No, Trump and Republicans Will Not ‘Fix’ Obamacare
Renewed Republican vows to “fix” the Affordable Care Act don’t even rise to the level of bad jokes.

When I joined the Wall Street Journal in 1991, a Republican pollster offered me an insight: the national political issue to watch was healthcare.
He proved prescient. Two years later, the issue dominated the early presidency of Bill Clinton, who declared healthcare “a right, not a privilege.” Fierce Republican opposition killed his health plan, but Democrats never gave up.
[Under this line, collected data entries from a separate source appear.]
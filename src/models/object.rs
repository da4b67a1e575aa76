//! Represents an object (file) stored in a bucket.

use crate::models::metadata::UserMetadata;
use chrono::{DateTime, Utc};
use serde::Serialize;
use std::time::SystemTime;

/// Content type reported for keys without a recognised extension.
pub const DEFAULT_CONTENT_TYPE: &str = "application/octet-stream";

/// Descriptor of a single object, as returned by put/get/head/list.
///
/// The object bytes themselves are never held here; `get_object` hands back
/// an open file alongside this descriptor.
#[derive(Serialize, Clone, Debug, PartialEq, Eq)]
pub struct ObjectInfo {
    /// Object key (slash-separated, relative to the bucket).
    pub key: String,

    /// Size in bytes.
    pub size: u64,

    /// Entity tag, unquoted. Derived from the modification time, not from
    /// the content: see [`etag_for`].
    pub etag: String,

    /// Modification time of the object file.
    pub last_modified: DateTime<Utc>,

    /// MIME type inferred from the key's extension.
    pub content_type: String,

    /// User metadata (`x-amz-meta-*` entries only).
    pub metadata: UserMetadata,
}

impl ObjectInfo {
    pub fn new(key: &str, size: u64, modified: SystemTime, metadata: UserMetadata) -> Self {
        let last_modified = DateTime::<Utc>::from(modified);
        Self {
            key: key.to_string(),
            size,
            etag: etag_for(&last_modified),
            last_modified,
            content_type: content_type_for(key).to_string(),
            metadata,
        }
    }

    /// The entity tag wrapped in double quotes, as it travels in headers and XML.
    pub fn quoted_etag(&self) -> String {
        format!("\"{}\"", self.etag)
    }
}

/// Entity tag for a file last modified at `modified`: the Unix timestamp in
/// seconds, hex-encoded.
///
/// Two writes landing in the same second share a tag, and rewriting identical
/// bytes later changes it.
pub fn etag_for(modified: &DateTime<Utc>) -> String {
    format!("{:x}", modified.timestamp())
}

/// Map a key's extension (case-insensitive) to a MIME type.
pub fn content_type_for(key: &str) -> &'static str {
    let file_name = key.rsplit('/').next().unwrap_or(key);
    let ext = match file_name.rfind('.') {
        Some(idx) => file_name[idx + 1..].to_ascii_lowercase(),
        None => return DEFAULT_CONTENT_TYPE,
    };

    match ext.as_str() {
        "json" => "application/json",
        "xml" => "application/xml",
        "html" | "htm" => "text/html",
        "css" => "text/css",
        "js" => "application/javascript",
        "png" => "image/png",
        "jpg" | "jpeg" => "image/jpeg",
        "gif" => "image/gif",
        "pdf" => "application/pdf",
        "txt" => "text/plain",
        _ => DEFAULT_CONTENT_TYPE,
    }
}

#[cfg(test)]
mod tests {
    use super::*;
    use chrono::TimeZone;

    #[test]
    fn content_type_follows_extension_table() {
        assert_eq!(content_type_for("docs/readme.txt"), "text/plain");
        assert_eq!(content_type_for("IMG.JPEG"), "image/jpeg");
        assert_eq!(content_type_for("site/index.htm"), "text/html");
        assert_eq!(content_type_for("data.bin"), DEFAULT_CONTENT_TYPE);
        assert_eq!(content_type_for("no-extension"), DEFAULT_CONTENT_TYPE);
        // the dot belongs to a directory, not the file
        assert_eq!(content_type_for("v1.2/blob"), DEFAULT_CONTENT_TYPE);
    }

    #[test]
    fn etag_is_hex_of_unix_seconds() {
        let ts = Utc.with_ymd_and_hms(2024, 1, 2, 3, 4, 5).unwrap();
        assert_eq!(etag_for(&ts), format!("{:x}", ts.timestamp()));

        let info = ObjectInfo::new("a.json", 3, SystemTime::from(ts), UserMetadata::new());
        assert_eq!(info.quoted_etag(), format!("\"{:x}\"", ts.timestamp()));
        assert_eq!(info.content_type, "application/json");
    }
}
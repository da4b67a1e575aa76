//! Hand-built S3 XML response bodies.

use crate::{
    models::{bucket::BucketInfo, object::ObjectInfo},
    services::storage_service::ListObjectsResult,
};
use axum::{
    body::Body,
    http::{HeaderValue, StatusCode, header},
    response::Response,
};
use chrono::SecondsFormat;

const XML_DECL: &str = r#"<?xml version="1.0" encoding="UTF-8"?>"#;
const S3_NS: &str = "http://s3.amazonaws.com/doc/2006-03-01/";

/// Request-side listing parameters echoed back in `ListBucketResult`.
#[derive(Debug, Default)]
pub struct ListingEcho<'a> {
    pub prefix: &'a str,
    pub delimiter: &'a str,
    /// V1 only.
    pub marker: &'a str,
    pub max_keys: usize,
    pub version: ListingVersion<'a>,
}

#[derive(Debug, Default)]
pub enum ListingVersion<'a> {
    #[default]
    V1,
    V2 {
        continuation_token: Option<&'a str>,
        start_after: Option<&'a str>,
        next_continuation_token: Option<String>,
    },
}

pub fn xml_escape(value: &str) -> String {
    value
        .replace('&', "&amp;")
        .replace('<', "&lt;")
        .replace('>', "&gt;")
        .replace('"', "&quot;")
        .replace('\'', "&apos;")
}

/// Wrap an XML document in a 200 response.
pub fn xml_response(xml: String) -> Response {
    let mut response = Response::new(Body::from(xml));
    *response.status_mut() = StatusCode::OK;
    response
        .headers_mut()
        .insert(header::CONTENT_TYPE, HeaderValue::from_static("application/xml"));
    response
}

fn owner_xml(owner: &str) -> String {
    let owner = xml_escape(owner);
    format!("<Owner><ID>{}</ID><DisplayName>{}</DisplayName></Owner>", owner, owner)
}

pub fn list_buckets_xml(owner: &str, buckets: &[BucketInfo]) -> String {
    let mut xml = format!(r#"{}<ListAllMyBucketsResult xmlns="{}">"#, XML_DECL, S3_NS);
    xml.push_str(&owner_xml(owner));
    xml.push_str("<Buckets>");
    for bucket in buckets {
        xml.push_str(&format!(
            "<Bucket><Name>{}</Name><CreationDate>{}</CreationDate></Bucket>",
            xml_escape(&bucket.name),
            bucket.creation_date.to_rfc3339_opts(SecondsFormat::Millis, true)
        ));
    }
    xml.push_str("</Buckets></ListAllMyBucketsResult>");
    xml
}

pub fn list_objects_xml(bucket: &str, owner: &str, echo: &ListingEcho<'_>, result: &ListObjectsResult) -> String {
    let mut xml = format!(r#"{}<ListBucketResult xmlns="{}">"#, XML_DECL, S3_NS);
    xml.push_str(&format!("<Name>{}</Name>", xml_escape(bucket)));
    xml.push_str(&format!("<Prefix>{}</Prefix>", xml_escape(echo.prefix)));

    match &echo.version {
        ListingVersion::V1 => {
            xml.push_str(&format!("<Marker>{}</Marker>", xml_escape(echo.marker)));
        }
        ListingVersion::V2 {
            continuation_token,
            start_after,
            ..
        } => {
            xml.push_str(&format!(
                "<KeyCount>{}</KeyCount>",
                result.objects.len() + result.common_prefixes.len()
            ));
            if let Some(token) = continuation_token {
                xml.push_str(&format!("<ContinuationToken>{}</ContinuationToken>", xml_escape(token)));
            }
            if let Some(sa) = start_after {
                xml.push_str(&format!("<StartAfter>{}</StartAfter>", xml_escape(sa)));
            }
        }
    }

    xml.push_str(&format!("<MaxKeys>{}</MaxKeys>", echo.max_keys));
    if !echo.delimiter.is_empty() {
        xml.push_str(&format!("<Delimiter>{}</Delimiter>", xml_escape(echo.delimiter)));
    }
    xml.push_str(&format!(
        "<IsTruncated>{}</IsTruncated>",
        if result.is_truncated { "true" } else { "false" }
    ));

    match &echo.version {
        ListingVersion::V1 => {
            if let Some(next) = &result.next_marker {
                xml.push_str(&format!("<NextMarker>{}</NextMarker>", xml_escape(next)));
            }
        }
        ListingVersion::V2 {
            next_continuation_token: Some(next),
            ..
        } => {
            xml.push_str(&format!(
                "<NextContinuationToken>{}</NextContinuationToken>",
                xml_escape(next)
            ));
        }
        ListingVersion::V2 { .. } => {}
    }

    for obj in &result.objects {
        push_contents(&mut xml, obj, owner);
    }

    for prefix in &result.common_prefixes {
        xml.push_str("<CommonPrefixes><Prefix>");
        xml.push_str(&xml_escape(prefix));
        xml.push_str("</Prefix></CommonPrefixes>");
    }

    xml.push_str("</ListBucketResult>");
    xml
}

fn push_contents(xml: &mut String, obj: &ObjectInfo, owner: &str) {
    xml.push_str("<Contents>");
    xml.push_str(&format!("<Key>{}</Key>", xml_escape(&obj.key)));
    xml.push_str(&format!(
        "<LastModified>{}</LastModified>",
        obj.last_modified.to_rfc3339_opts(SecondsFormat::Millis, true)
    ));
    xml.push_str(&format!("<ETag>\"{}\"</ETag>", xml_escape(&obj.etag)));
    xml.push_str(&format!("<Size>{}</Size>", obj.size));
    xml.push_str("<StorageClass>STANDARD</StorageClass>");
    xml.push_str(&owner_xml(owner));
    xml.push_str("</Contents>");
}

pub fn initiate_multipart_xml(bucket: &str, key: &str, upload_id: &str) -> String {
    format!(
        concat!(
            "{}",
            r#"<InitiateMultipartUploadResult xmlns="{}">"#,
            "<Bucket>{}</Bucket><Key>{}</Key><UploadId>{}</UploadId>",
            "</InitiateMultipartUploadResult>"
        ),
        XML_DECL,
        S3_NS,
        xml_escape(bucket),
        xml_escape(key),
        xml_escape(upload_id)
    )
}

/// `etag` is unquoted.
pub fn complete_multipart_xml(location: &str, bucket: &str, key: &str, etag: &str) -> String {
    format!(
        concat!(
            "{}",
            r#"<CompleteMultipartUploadResult xmlns="{}">"#,
            "<Location>{}</Location><Bucket>{}</Bucket><Key>{}</Key><ETag>\"{}\"</ETag>",
            "</CompleteMultipartUploadResult>"
        ),
        XML_DECL,
        S3_NS,
        xml_escape(location),
        xml_escape(bucket),
        xml_escape(key),
        xml_escape(etag)
    )
}

#[cfg(test)]
mod tests {
    use super::*;
    use crate::models::metadata::UserMetadata;
    use chrono::{TimeZone, Utc};
    use std::time::SystemTime;

    #[test]
    fn escapes_markup() {
        assert_eq!(xml_escape(r#"a<b>&"c'"#), "a&lt;b&gt;&amp;&quot;c&apos;");
    }

    #[test]
    fn v1_listing_reports_next_marker_and_prefixes() {
        let ts = Utc.with_ymd_and_hms(2024, 5, 1, 12, 0, 0).unwrap();
        let result = ListObjectsResult {
            objects: vec![ObjectInfo::new("a<1>", 3, SystemTime::from(ts), UserMetadata::new())],
            common_prefixes: vec!["dir/".into()],
            is_truncated: true,
            next_marker: Some("a<1>".into()),
        };
        let echo = ListingEcho {
            delimiter: "/",
            max_keys: 1,
            ..Default::default()
        };
        let xml = list_objects_xml("bucket", "owner", &echo, &result);

        assert!(xml.contains("<Key>a&lt;1&gt;</Key>"));
        assert!(xml.contains("<LastModified>2024-05-01T12:00:00.000Z</LastModified>"));
        assert!(xml.contains("<IsTruncated>true</IsTruncated>"));
        assert!(xml.contains("<NextMarker>a&lt;1&gt;</NextMarker>"));
        assert!(xml.contains("<CommonPrefixes><Prefix>dir/</Prefix></CommonPrefixes>"));
        assert!(xml.contains("<StorageClass>STANDARD</StorageClass>"));
        assert!(xml.contains("<Delimiter>/</Delimiter>"));
        assert!(!xml.contains("KeyCount"));
    }

    #[test]
    fn v2_listing_reports_key_count_and_tokens() {
        let result = ListObjectsResult::default();
        let echo = ListingEcho {
            prefix: "p/",
            max_keys: 1000,
            version: ListingVersion::V2 {
                continuation_token: Some("abc"),
                start_after: None,
                next_continuation_token: Some("def".into()),
            },
            ..Default::default()
        };
        let xml = list_objects_xml("bucket", "owner", &echo, &result);

        assert!(xml.contains("<KeyCount>0</KeyCount>"));
        assert!(xml.contains("<ContinuationToken>abc</ContinuationToken>"));
        assert!(xml.contains("<NextContinuationToken>def</NextContinuationToken>"));
        assert!(!xml.contains("<Marker>"));
    }
}
//! Represents multipart upload parts.
//!
//! Sessions have no record of their own: an upload is the staging directory
//! `{bucket}/.uploads/{upload_id}` and its parts are the `part-{n}` files in it.

use serde::{Deserialize, Serialize};

/// Directory under each bucket that holds in-progress uploads.
pub const UPLOADS_DIR: &str = ".uploads";

/// File name of a staged part.
pub fn part_file_name(part_number: u32) -> String {
    format!("part-{}", part_number)
}

/// A staged part, as returned by `upload_part`.
#[derive(Serialize, Clone, Debug, PartialEq, Eq)]
pub struct PartInfo {
    /// Part number (1-based).
    pub part_number: u32,

    /// Entity tag of the staged file (time-derived, unquoted).
    pub etag: String,

    /// Size in bytes.
    pub size: u64,
}

/// One `<Part>` entry of a `CompleteMultipartUpload` request body.
///
/// The ETag is carried through but never compared with the staged data.
#[derive(Deserialize, Clone, Debug, PartialEq, Eq)]
pub struct CompletePart {
    #[serde(rename = "PartNumber")]
    pub part_number: u32,

    #[serde(rename = "ETag", default)]
    pub etag: String,
}

/// Body of a `CompleteMultipartUpload` request. Parts appear in the order the
/// object should be assembled.
#[derive(Deserialize, Clone, Debug, Default)]
pub struct CompleteMultipartUpload {
    #[serde(rename = "Part", default)]
    pub parts: Vec<CompletePart>,
}

#[cfg(test)]
mod tests {
    use super::*;

    #[test]
    fn completion_body_keeps_caller_order() {
        let body = r#"<CompleteMultipartUpload xmlns="http://s3.amazonaws.com/doc/2006-03-01/">
            <Part><PartNumber>2</PartNumber><ETag>"b"</ETag></Part>
            <Part><PartNumber>1</PartNumber><ETag>"a"</ETag></Part>
        </CompleteMultipartUpload>"#;
        let parsed: CompleteMultipartUpload = quick_xml::de::from_str(body).unwrap();
        let numbers: Vec<u32> = parsed.parts.iter().map(|p| p.part_number).collect();
        assert_eq!(numbers, vec![2, 1]);
        assert_eq!(parsed.parts[1].etag, "\"a\"");
    }

    #[test]
    fn part_files_are_named_by_number() {
        assert_eq!(part_file_name(7), "part-7");
    }
}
And neither have Republicans. Then and now, the GOP has clung to the same basic formula: you get whatever healthcare you can pay for.
That’s why renewed Republican vows to “fix” the Affordable Care Act don’t even rise to the level of bad jokes. They’re not trying to fix anything. They’re trying to conceal their unpopular views from Americans who need help, many of them MAGA loyalists.
The government shutdown highlighted this familiar Republican vulnerability. With strong public support, Democrats demanded extension of augmented Biden-era subsidies for insurance on Obamacare marketplaces. Republicans refused, defying the polls to follow their deeply-held beliefs about government and society.
What beliefs?
Republican lawmakers believe people with money usually deserve to have it, and those without it simply need to work harder. They view most government assistance as welfare for the undeserving. And by undeserving, they typically mean racial minorities – dogma that has survived the influx of millions of low-income whites into the GOP.
When Harry Truman proposed a national health program following World War II, Republicans killed it as “socialized medicine.” When Democrats worked to create Medicare in the 1960s, Ronald Reagan called it a threat to American freedom itself.
The pattern persists. The role of GOP healthcare “alternatives” is only to defeat Democratic plans.
When Clinton proposed universal government-directed health insurance, senior Republicans and the conservative Heritage Foundation countered with a plan requiring Americans to buy private plans subsidized by tax incentives. After stopping the Democratic president, they dropped the idea.
Fifteen years later, Barack Obama built the ACA around a similar “individual mandate” for the purchase of private plans, some of them subsidized.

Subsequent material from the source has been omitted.